Data supplied:
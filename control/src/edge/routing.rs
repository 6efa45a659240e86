//! Routing store client: hostname -> routing record in the edge KV store

use std::collections::HashMap;
use std::sync::atomic::{AtomicBool, Ordering};
use std::sync::RwLock;
use std::time::Duration;

use async_trait::async_trait;
use chrono::{DateTime, Utc};
use reqwest::{header, Client};
use serde::{Deserialize, Serialize};
use tracing::{debug, error};

use crate::errors::ControlError;
use crate::models::deployment::DeploymentId;

use super::CallLog;

/// The JSON value stored in the edge KV store describing how a hostname
/// is served
#[derive(Debug, Clone, PartialEq, Serialize, Deserialize)]
#[serde(tag = "kind", rename_all = "lowercase")]
pub enum RoutingRecord {
    Static {
        /// Per-deployment artifact path; never the mutable "latest" path,
        /// so superseded versions stay independently addressable
        #[serde(rename = "artifactPath")]
        artifact_path: String,

        #[serde(rename = "isSpa")]
        is_spa: bool,

        #[serde(rename = "deploymentId")]
        deployment_id: DeploymentId,

        revision: String,

        #[serde(rename = "updatedAt")]
        updated_at: DateTime<Utc>,

        /// Access-password hash for staging hostnames
        #[serde(rename = "passwordHash", skip_serializing_if = "Option::is_none")]
        password_hash: Option<String>,
    },
    Backend {
        endpoint: String,

        #[serde(rename = "deploymentId")]
        deployment_id: DeploymentId,

        revision: String,

        #[serde(rename = "updatedAt")]
        updated_at: DateTime<Utc>,
    },
}

impl RoutingRecord {
    pub fn deployment_id(&self) -> &DeploymentId {
        match self {
            RoutingRecord::Static { deployment_id, .. } => deployment_id,
            RoutingRecord::Backend { deployment_id, .. } => deployment_id,
        }
    }
}

/// Typed wrapper over the edge key-value store
#[async_trait]
pub trait RoutingStore: Send + Sync {
    async fn put(&self, hostname: &str, record: &RoutingRecord) -> Result<(), ControlError>;

    async fn get(&self, hostname: &str) -> Result<Option<RoutingRecord>, ControlError>;

    async fn delete(&self, hostname: &str) -> Result<(), ControlError>;

    /// Invalidate cached responses for the given hostnames. Callers treat
    /// this as best-effort.
    async fn purge_cache(&self, hostnames: &[String]) -> Result<(), ControlError>;
}

/// HTTP client for the edge KV API
pub struct HttpRoutingStore {
    client: Client,
    base_url: String,
    api_token: String,
}

impl HttpRoutingStore {
    pub fn new(base_url: &str, api_token: String, timeout: Duration) -> Result<Self, ControlError> {
        let client = Client::builder().timeout(timeout).build()?;
        Ok(Self {
            client,
            base_url: base_url.trim_end_matches('/').to_string(),
            api_token,
        })
    }

    fn url(&self, hostname: &str) -> String {
        format!("{}/routes/{}", self.base_url, hostname)
    }
}

#[async_trait]
impl RoutingStore for HttpRoutingStore {
    async fn put(&self, hostname: &str, record: &RoutingRecord) -> Result<(), ControlError> {
        let url = self.url(hostname);
        debug!("PUT {}", url);

        let response = self
            .client
            .put(&url)
            .header(header::AUTHORIZATION, format!("Bearer {}", self.api_token))
            .json(record)
            .send()
            .await?;

        if !response.status().is_success() {
            let status = response.status();
            let body = response.text().await.unwrap_or_default();
            error!("Routing store PUT failed: {} - {}", status, body);
            return Err(ControlError::RoutingError(format!("{}: {}", status, body)));
        }
        Ok(())
    }

    async fn get(&self, hostname: &str) -> Result<Option<RoutingRecord>, ControlError> {
        let url = self.url(hostname);
        debug!("GET {}", url);

        let response = self
            .client
            .get(&url)
            .header(header::AUTHORIZATION, format!("Bearer {}", self.api_token))
            .send()
            .await?;

        if response.status() == reqwest::StatusCode::NOT_FOUND {
            return Ok(None);
        }
        if !response.status().is_success() {
            let status = response.status();
            let body = response.text().await.unwrap_or_default();
            error!("Routing store GET failed: {} - {}", status, body);
            return Err(ControlError::RoutingError(format!("{}: {}", status, body)));
        }

        let record = response.json().await?;
        Ok(Some(record))
    }

    async fn delete(&self, hostname: &str) -> Result<(), ControlError> {
        let url = self.url(hostname);
        debug!("DELETE {}", url);

        let response = self
            .client
            .delete(&url)
            .header(header::AUTHORIZATION, format!("Bearer {}", self.api_token))
            .send()
            .await?;

        if !response.status().is_success() && response.status() != reqwest::StatusCode::NOT_FOUND {
            let status = response.status();
            let body = response.text().await.unwrap_or_default();
            error!("Routing store DELETE failed: {} - {}", status, body);
            return Err(ControlError::RoutingError(format!("{}: {}", status, body)));
        }
        Ok(())
    }

    async fn purge_cache(&self, hostnames: &[String]) -> Result<(), ControlError> {
        let url = format!("{}/cache/purge", self.base_url);
        debug!("POST {} ({} hostnames)", url, hostnames.len());

        let response = self
            .client
            .post(&url)
            .header(header::AUTHORIZATION, format!("Bearer {}", self.api_token))
            .json(&serde_json::json!({ "hostnames": hostnames }))
            .send()
            .await?;

        if !response.status().is_success() {
            let status = response.status();
            let body = response.text().await.unwrap_or_default();
            error!("Cache purge failed: {} - {}", status, body);
            return Err(ControlError::RoutingError(format!("{}: {}", status, body)));
        }
        Ok(())
    }
}

/// In-memory routing store double
#[derive(Debug, Default)]
pub struct MemoryRoutingStore {
    records: RwLock<HashMap<String, RoutingRecord>>,
    log: CallLog,
    fail_puts: AtomicBool,
}

impl MemoryRoutingStore {
    pub fn new() -> Self {
        Self::default()
    }

    pub fn with_log(log: CallLog) -> Self {
        Self {
            records: RwLock::new(HashMap::new()),
            log,
            fail_puts: AtomicBool::new(false),
        }
    }

    /// Make subsequent `put` calls fail, for partial-failure tests
    pub fn set_fail_puts(&self, fail: bool) {
        self.fail_puts.store(fail, Ordering::SeqCst);
    }

    pub fn record_for(&self, hostname: &str) -> Option<RoutingRecord> {
        self.records
            .read()
            .ok()
            .and_then(|r| r.get(hostname).cloned())
    }
}

#[async_trait]
impl RoutingStore for MemoryRoutingStore {
    async fn put(&self, hostname: &str, record: &RoutingRecord) -> Result<(), ControlError> {
        self.log.record(format!("routing.put {}", hostname));
        if self.fail_puts.load(Ordering::SeqCst) {
            return Err(ControlError::RoutingError("injected put failure".into()));
        }
        self.records
            .write()
            .map_err(|_| ControlError::RoutingError("lock poisoned".into()))?
            .insert(hostname.to_string(), record.clone());
        Ok(())
    }

    async fn get(&self, hostname: &str) -> Result<Option<RoutingRecord>, ControlError> {
        Ok(self.record_for(hostname))
    }

    async fn delete(&self, hostname: &str) -> Result<(), ControlError> {
        self.log.record(format!("routing.delete {}", hostname));
        self.records
            .write()
            .map_err(|_| ControlError::RoutingError("lock poisoned".into()))?
            .remove(hostname);
        Ok(())
    }

    async fn purge_cache(&self, hostnames: &[String]) -> Result<(), ControlError> {
        self.log
            .record(format!("routing.purge_cache {}", hostnames.join(",")));
        Ok(())
    }
}

#[cfg(test)]
mod tests {
    use super::*;

    #[test]
    fn test_record_wire_shape() {
        let record = RoutingRecord::Backend {
            endpoint: "https://fn-shop.edge.example".to_string(),
            deployment_id: DeploymentId::new("d-1"),
            revision: "abc123".to_string(),
            updated_at: Utc::now(),
        };
        let json = serde_json::to_value(&record).unwrap();
        assert_eq!(json["kind"], "backend");
        assert_eq!(json["deploymentId"], "d-1");

        let record = RoutingRecord::Static {
            artifact_path: "sites/blog/d-2".to_string(),
            is_spa: true,
            deployment_id: DeploymentId::new("d-2"),
            revision: "def456".to_string(),
            updated_at: Utc::now(),
            password_hash: None,
        };
        let json = serde_json::to_value(&record).unwrap();
        assert_eq!(json["kind"], "static");
        assert_eq!(json["isSpa"], true);
        assert!(json.get("passwordHash").is_none());
    }

    #[tokio::test]
    async fn test_memory_store_roundtrip() {
        let store = MemoryRoutingStore::new();
        let record = RoutingRecord::Backend {
            endpoint: "https://e".to_string(),
            deployment_id: DeploymentId::new("d"),
            revision: "r".to_string(),
            updated_at: Utc::now(),
        };
        store.put("x.caravel.app", &record).await.unwrap();
        assert_eq!(store.get("x.caravel.app").await.unwrap(), Some(record));
        store.delete("x.caravel.app").await.unwrap();
        assert_eq!(store.get("x.caravel.app").await.unwrap(), None);
    }
}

Task instructions: Each line above where the word "hostnames" occurs should be copied out.

Written answer:
        /// Access-password hash for staging hostnames
    /// Invalidate cached responses for the given hostnames. Callers treat
    async fn purge_cache(&self, hostnames: &[String]) -> Result<(), ControlError>;
    async fn purge_cache(&self, hostnames: &[String]) -> Result<(), ControlError> {
        debug!("POST {} ({} hostnames)", url, hostnames.len());
            .json(&serde_json::json!({ "hostnames": hostnames }))
    async fn purge_cache(&self, hostnames: &[String]) -> Result<(), ControlError> {
            .record(format!("routing.purge_cache {}", hostnames.join(",")));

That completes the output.